===== GIVEN DATA =====
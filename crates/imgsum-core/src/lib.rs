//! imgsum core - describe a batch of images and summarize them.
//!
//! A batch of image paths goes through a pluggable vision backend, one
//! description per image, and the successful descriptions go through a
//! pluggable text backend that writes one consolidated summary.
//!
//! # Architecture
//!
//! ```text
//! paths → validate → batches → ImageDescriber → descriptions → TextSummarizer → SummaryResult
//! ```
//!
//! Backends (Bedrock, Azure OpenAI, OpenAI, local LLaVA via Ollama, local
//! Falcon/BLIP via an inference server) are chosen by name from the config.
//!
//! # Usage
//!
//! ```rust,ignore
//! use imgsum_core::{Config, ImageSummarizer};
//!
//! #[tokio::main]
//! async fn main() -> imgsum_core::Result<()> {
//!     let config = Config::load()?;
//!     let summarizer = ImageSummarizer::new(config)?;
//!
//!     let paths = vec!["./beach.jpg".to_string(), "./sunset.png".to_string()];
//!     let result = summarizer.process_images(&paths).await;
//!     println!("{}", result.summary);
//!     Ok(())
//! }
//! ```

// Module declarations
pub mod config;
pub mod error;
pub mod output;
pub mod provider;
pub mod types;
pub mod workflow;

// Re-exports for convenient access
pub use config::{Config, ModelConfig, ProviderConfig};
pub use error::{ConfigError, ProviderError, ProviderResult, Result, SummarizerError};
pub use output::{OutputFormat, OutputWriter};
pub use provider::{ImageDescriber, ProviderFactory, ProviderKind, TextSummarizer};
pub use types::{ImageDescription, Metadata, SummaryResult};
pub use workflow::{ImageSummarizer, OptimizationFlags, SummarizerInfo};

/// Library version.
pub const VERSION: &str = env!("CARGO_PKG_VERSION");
=====
ACTIVITY:
Go line by line through the records above and copy each one containing "output".

RESPONSE AREA:
pub mod output;
pub use output::{OutputFormat, OutputWriter};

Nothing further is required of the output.